Convertible Preferred Stock
Our board of directors has the authority, without further action by our stockholders, to issue up to 10,000,000 shares of preferred stock in one or more series and to fix the rights, preferences, privileges and restrictions thereof. These rights, preferences and privileges could include dividend rights, conversion rights, voting rights, terms of redemption, liquidation preferences, sinking fund terms and the number of shares constituting, or the designation of, such series, any or all of which may be greater than the rights of our common stock. The issuance of our preferred stock could adversely affect the voting power of holders of common stock and the likelihood that such holders will receive dividend payments and payments upon our liquidation. In addition, the issuance of preferred stock could have the effect of delaying, deferring or preventing a change in control of our company or other corporate action.
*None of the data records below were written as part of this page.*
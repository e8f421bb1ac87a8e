//! Capturing reply sink used for commands invoked from inside a script.
//!
//! Instead of serializing, every send drives an [`ObjectExplorer`] so the interpreter observes
//! the reply as a structured value tree.

use crate::explore::ObjectExplorer;
use crate::reply::{MGetEntry, ReplySink};

/// Reply sink that rebuilds replies as a value tree on an [`ObjectExplorer`].
///
/// Array replies arrive as `start_array(n)` followed by `n` element sends; the builder keeps a
/// stack of `(saved_count, expected_count)` frames and closes each array exactly when its element
/// count is reached, propagating closure to parents that become complete.
pub struct CapturingReplyBuilder<'a> {
    explorer: &'a mut dyn ObjectExplorer,
    frames: Vec<(u32, u32)>,
    num_elems: u32,
    error: Option<String>,
    errors_sent: usize,
    close: bool,
}

impl<'a> CapturingReplyBuilder<'a> {
    /// Wraps an explorer for the duration of one nested dispatch.
    pub fn new(explorer: &'a mut dyn ObjectExplorer) -> Self {
        Self {
            explorer,
            frames: Vec::new(),
            num_elems: 0,
            error: None,
            errors_sent: 0,
            close: false,
        }
    }

    fn post_item(&mut self) {
        self.num_elems += 1;
        if self.frames.is_empty() {
            return;
        }
        while let Some(&(saved, expected)) = self.frames.last() {
            if self.num_elems != expected {
                break;
            }
            self.num_elems = saved;
            self.explorer.on_array_end();
            self.frames.pop();
        }
    }

    fn in_array(&self) -> bool {
        !self.frames.is_empty()
    }
}

impl std::fmt::Debug for CapturingReplyBuilder<'_> {
    fn fmt(&self, f: &mut std::fmt::Formatter<'_>) -> std::fmt::Result {
        f.debug_struct("CapturingReplyBuilder")
            .field("frames", &self.frames)
            .field("num_elems", &self.num_elems)
            .field("error", &self.error)
            .finish()
    }
}

impl ReplySink for CapturingReplyBuilder<'_> {
    fn send_simple_string(&mut self, status: &str) {
        if self.in_array() {
            self.explorer.on_string(status.as_bytes());
        } else {
            self.explorer.on_status(status);
        }
        self.post_item();
    }

    fn send_stored(&mut self) {
        self.send_simple_string("OK");
    }

    fn send_error(&mut self, message: &str) {
        if self.in_array() {
            self.explorer.on_string(message.as_bytes());
            self.post_item();
        } else {
            self.explorer.on_error(message);
        }
        self.error = Some(message.to_owned());
        self.errors_sent += 1;
    }

    fn send_null(&mut self) {
        self.explorer.on_nil();
        self.post_item();
    }

    fn send_null_array(&mut self) {
        self.explorer.on_array_start(0);
        self.explorer.on_array_end();
        self.post_item();
    }

    fn send_long(&mut self, value: i64) {
        self.explorer.on_int(value);
        self.post_item();
    }

    fn send_double(&mut self, value: f64) {
        self.explorer.on_double(value);
        self.post_item();
    }

    fn send_bulk_string(&mut self, payload: &[u8]) {
        self.explorer.on_string(payload);
        self.post_item();
    }

    fn send_simple_str_arr(&mut self, items: &[&str]) {
        self.explorer
            .on_array_start(u32::try_from(items.len()).unwrap_or(u32::MAX));
        for item in items {
            self.explorer.on_string(item.as_bytes());
        }
        self.explorer.on_array_end();
        self.post_item();
    }

    fn send_string_arr(&mut self, items: &[Vec<u8>]) {
        self.explorer
            .on_array_start(u32::try_from(items.len()).unwrap_or(u32::MAX));
        for item in items {
            self.explorer.on_string(item);
        }
        self.explorer.on_array_end();
        self.post_item();
    }

    fn send_mget_response(&mut self, entries: &[Option<MGetEntry>]) {
        // MGET is always delivered flattened, whatever the nesting level.
        self.explorer
            .on_array_start(u32::try_from(entries.len()).unwrap_or(u32::MAX));
        for entry in entries {
            match entry {
                Some(found) => self.explorer.on_string(&found.value),
                None => self.explorer.on_nil(),
            }
        }
        self.explorer.on_array_end();
        self.post_item();
    }

    fn start_array(&mut self, len: u32) {
        self.explorer.on_array_start(len);
        if len == 0 {
            self.explorer.on_array_end();
            self.post_item();
        } else {
            self.frames.push((self.num_elems + 1, len));
            self.num_elems = 0;
        }
    }

    fn close_connection(&mut self) {
        self.close = true;
    }

    fn last_error(&self) -> Option<&str> {
        self.error.as_deref()
    }

    fn error_count(&self) -> usize {
        self.errors_sent
    }

    fn close_requested(&self) -> bool {
        self.close
    }

    fn take_payload(&mut self) -> Vec<u8> {
        Vec::new()
    }
}
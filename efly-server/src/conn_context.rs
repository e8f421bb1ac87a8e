//! Per-connection execution state.

use std::sync::Arc;

use efly_common::ids::{DbIndex, TxId};
use efly_engine::containers::HotSet;
use efly_facade::ClientProtocol;
use efly_transaction::Transaction;

use crate::command::CommandId;

/// Authentication mask bits.
pub mod auth {
    /// The connection must authenticate before issuing commands.
    pub const REQ_AUTH: u8 = 1;
    /// The connection has authenticated.
    pub const AUTHENTICATED: u8 = 1 << 1;
}

/// MULTI phase of a connection.
#[derive(Debug, Clone, Copy, Default, PartialEq, Eq)]
pub enum ExecState {
    /// No transaction is open.
    #[default]
    Inactive,
    /// `MULTI` is collecting commands.
    Collect,
    /// A queued command was rejected; `EXEC` will abort.
    Error,
}

/// One command captured during `MULTI` collection.
#[derive(Debug, Clone)]
pub struct StoredCmd {
    /// Resolved descriptor.
    pub cid: Arc<CommandId>,
    /// Owned argument vector, command name included.
    pub args: Vec<Vec<u8>>,
}

/// Key declaration and write intent of an in-progress script.
#[derive(Debug, Clone, Default)]
pub struct ScriptInfo {
    /// Keys the script may touch.
    pub keys: HotSet<Vec<u8>>,
    /// Whether nested calls count as writes.
    pub is_write: bool,
}

/// Mutable per-connection dispatch state.
#[derive(Debug, Default)]
pub struct ConnectionState {
    /// Authentication mask over [`auth`].
    pub auth_mask: u8,
    /// Selected logical database.
    pub db_index: DbIndex,
    /// MULTI phase.
    pub exec_state: ExecState,
    /// Commands collected since `MULTI`.
    pub exec_body: Vec<StoredCmd>,
    /// Present while a script executes on this connection.
    pub script_info: Option<ScriptInfo>,
    /// Memcached flag to record with the next store.
    pub memcache_flag: u32,
}

/// Debug observables captured from the last dispatched command.
#[derive(Debug, Clone, Copy, Default)]
pub struct LastCommandDebug {
    /// Distinct shards touched by the last transactional command.
    pub shards_count: usize,
    /// Transaction id of the last envelope.
    pub clock: TxId,
    /// Whether the last envelope ran out of order.
    pub is_ooo: bool,
}

/// Per-client context threaded through every dispatch.
#[derive(Debug)]
pub struct ConnectionContext {
    /// Active wire protocol.
    pub protocol: ClientProtocol,
    /// Mutable dispatch state.
    pub conn_state: ConnectionState,
    /// Transaction envelope bound to the in-flight command, if any.
    pub transaction: Option<Arc<Transaction>>,
    /// Debug observables from the last command.
    pub last_command_debug: LastCommandDebug,
}

impl ConnectionContext {
    /// Creates connection state for a freshly accepted client.
    #[must_use]
    pub fn new(protocol: ClientProtocol, requires_auth: bool) -> Self {
        let auth_mask = if requires_auth { auth::REQ_AUTH } else { 0 };
        Self {
            protocol,
            conn_state: ConnectionState {
                auth_mask,
                ..ConnectionState::default()
            },
            transaction: None,
            last_command_debug: LastCommandDebug::default(),
        }
    }

    /// Whether the connection still has to authenticate.
    #[must_use]
    pub fn requires_auth(&self) -> bool {
        self.conn_state.auth_mask & (auth::REQ_AUTH | auth::AUTHENTICATED) == auth::REQ_AUTH
    }
}
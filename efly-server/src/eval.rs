//! `EVAL`/`EVALSHA` and the reentrant script bridge.

use efly_facade::capture::CapturingReplyBuilder;
use efly_facade::explore::ObjectExplorer;
use efly_facade::reply::ReplySink;
use efly_script::{
    AddResult, CommandDispatcher, RunResult, ScriptValue, TreeBuilder, is_sha_digest,
};
use tracing::debug;

use crate::conn_context::{ConnectionContext, ScriptInfo};
use crate::server_state::with_interpreter;
use crate::service::Service;

const SCRIPT_NOT_FOUND: &str = "-NOSCRIPT No matching script. Please use EVAL.";
const INVALID_INT: &str = "value is not an integer or out of range";

/// Validator shared by `EVAL` and `EVALSHA`: the third argument must be a non-negative integer
/// no larger than the number of trailing arguments.
pub(crate) fn eval_validator(args: &[Vec<u8>], sink: &mut dyn ReplySink) -> bool {
    let parsed = std::str::from_utf8(&args[2])
        .ok()
        .and_then(|text| text.parse::<i64>().ok());
    let Some(num_keys) = parsed else {
        sink.send_error(INVALID_INT);
        return false;
    };
    if num_keys < 0 {
        sink.send_error(INVALID_INT);
        return false;
    }
    if num_keys as usize > args.len() - 3 {
        sink.send_error("Number of keys can't be greater than number of args");
        return false;
    }
    true
}

fn declared_key_count(args: &[Vec<u8>]) -> usize {
    // The validator already accepted this argument.
    std::str::from_utf8(&args[2])
        .ok()
        .and_then(|text| text.parse::<usize>().ok())
        .unwrap_or(0)
}

pub(crate) fn eval(
    service: &Service,
    args: &[Vec<u8>],
    cntx: &mut ConnectionContext,
    sink: &mut dyn ReplySink,
) {
    let num_keys = declared_key_count(args);
    let body_text = String::from_utf8_lossy(&args[1]).into_owned();
    let body = body_text.trim();
    if body.is_empty() {
        return sink.send_null();
    }

    let compiled = with_interpreter(|interpreter| match interpreter.add_function(body) {
        AddResult::Ok(sha) => {
            // Newly compiled bodies become resolvable by every thread.
            service.script_registry().insert_function(&sha, body);
            Ok(sha)
        }
        AddResult::AlreadyExists(sha) => Ok(sha),
        AddResult::CompileErr(message) => Err(message),
    });
    let sha = match compiled {
        Ok(sha) => sha,
        Err(message) => return sink.send_error(&message),
    };

    let keys = args[3..3 + num_keys].to_vec();
    let argv = args[3 + num_keys..].to_vec();
    eval_internal(service, &sha, &keys, &argv, cntx, sink);
}

pub(crate) fn evalsha(
    service: &Service,
    args: &[Vec<u8>],
    cntx: &mut ConnectionContext,
    sink: &mut dyn ReplySink,
) {
    let num_keys = declared_key_count(args);
    let sha = String::from_utf8_lossy(&args[1]).to_lowercase();
    let keys = args[3..3 + num_keys].to_vec();
    let argv = args[3 + num_keys..].to_vec();
    eval_internal(service, &sha, &keys, &argv, cntx, sink);
}

fn eval_internal(
    service: &Service,
    sha: &str,
    keys: &[Vec<u8>],
    argv: &[Vec<u8>],
    cntx: &mut ConnectionContext,
    sink: &mut dyn ReplySink,
) {
    // Sanitize the digest shape before it can select registry entries.
    if !is_sha_digest(sha) {
        return sink.send_error(SCRIPT_NOT_FOUND);
    }

    with_interpreter(|interpreter| {
        if !interpreter.exists(sha) {
            let Some(body) = service.script_registry().find(sha) else {
                return sink.send_error(SCRIPT_NOT_FOUND);
            };
            match interpreter.add_function(&body) {
                AddResult::Ok(compiled) | AddResult::AlreadyExists(compiled) => {
                    debug_assert_eq!(compiled, sha);
                }
                AddResult::CompileErr(message) => return sink.send_error(&message),
            }
        }

        assert!(
            cntx.conn_state.script_info.is_none(),
            "nested script execution is forbidden"
        );
        let mut info = ScriptInfo {
            is_write: true,
            ..ScriptInfo::default()
        };
        for key in keys {
            let _ = info.keys.insert(key.clone());
        }
        cntx.conn_state.script_info = Some(info);

        let tx = cntx
            .transaction
            .clone()
            .expect("EVAL must own a transaction envelope");
        if !keys.is_empty()
            && let Err(error) = tx.schedule()
        {
            cntx.conn_state.script_info = None;
            return sink.send_error(&error.to_string());
        }

        let run = {
            let mut bridge = DispatchBridge {
                service,
                cntx: &mut *cntx,
            };
            interpreter.run_function(sha, keys, argv, &mut bridge)
        };

        cntx.conn_state.script_info = None;
        if !keys.is_empty()
            && let Err(error) = tx.unlock_multi()
        {
            debug!(%error, "script envelope unlock failed");
        }

        match run {
            RunResult::Err(message) => {
                sink.send_error(&format!("Error running script (call to {sha}): {message}"));
            }
            RunResult::Ok => {
                if interpreter.is_result_safe() {
                    let mut serializer = EvalSerializer { sink };
                    interpreter.serialize_result(&mut serializer);
                } else {
                    sink.send_error("reached script stack limit");
                }
            }
        }
        interpreter.reset_stack();
    });
}

/// Bridge handed to the interpreter: a nested call becomes a full dispatch with the capturing
/// sink swapped in for the connection's builder, and the captured tree is returned to the script.
struct DispatchBridge<'a> {
    service: &'a Service,
    cntx: &'a mut ConnectionContext,
}

impl CommandDispatcher for DispatchBridge<'_> {
    fn call(&mut self, args: Vec<Vec<u8>>) -> ScriptValue {
        let mut tree = TreeBuilder::new();
        {
            let mut capture = CapturingReplyBuilder::new(&mut tree);
            self.service.dispatch_command(args, self.cntx, &mut capture);
        }
        tree.take()
    }
}

/// Maps the interpreter's result tree onto the outgoing reply builder.
///
/// Array events are intentionally unsupported at this layer: the interpreter's own result
/// serialization produces one top-level value, and deeper structures only arrive through the
/// nested-call path with the capturing sink.
struct EvalSerializer<'a> {
    sink: &'a mut dyn ReplySink,
}

impl ObjectExplorer for EvalSerializer<'_> {
    fn on_bool(&mut self, value: bool) {
        if value {
            self.sink.send_long(1);
        } else {
            self.sink.send_null();
        }
    }

    fn on_string(&mut self, value: &[u8]) {
        self.sink.send_bulk_string(value);
    }

    fn on_double(&mut self, value: f64) {
        self.sink.send_double(value);
    }

    fn on_int(&mut self, value: i64) {
        self.sink.send_long(value);
    }

    fn on_array_start(&mut self, _len: u32) {
        unimplemented!("table results arrive through the nested-call capture path");
    }

    fn on_array_end(&mut self) {
        unimplemented!("table results arrive through the nested-call capture path");
    }

    fn on_nil(&mut self) {
        self.sink.send_null();
    }

    fn on_status(&mut self, status: &str) {
        self.sink.send_simple_string(status);
    }

    fn on_error(&mut self, message: &str) {
        self.sink.send_error(message);
    }
}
As of December 31, 2020, no shares of preferred stock were outstanding, and we have no present plan to issue any shares of preferred stock.
Registration Rights
Under our amended and restated investors’ rights agreement, based on the number of shares outstanding as of December 31, 2020, the holders of approximately 4.7 million shares of common stock, or their transferees, have the right to require us to register their shares under the Securities Act so that those shares may be publicly resold, and to include their shares in any registration statement we file, in each case as described below.
In addition, pursuant to our securities purchase agreement with certain purchasers of our common stock, we agreed in a registration rights agreement to file a resale registration statement with the Securities and Exchange Commission as soon as practicable, and in all events within 45 days after the applicable closing of the issue and sale of approximately 14.1 million shares of common stock in March 2021.
Demand Registration Rights
Based on the number of shares outstanding as of December 31, 2020, the holders of approximately 4.7 million shares of our common stock (on an as-converted basis), or their transferees, are entitled to certain demand registration rights. The holders of at least 20% of these shares can, on not more than two occasions, request that we register all or a portion of their shares if the aggregate price to the public of the shares offered is at least $10.0 million (before deductions of underwriters’ commissions and expenses).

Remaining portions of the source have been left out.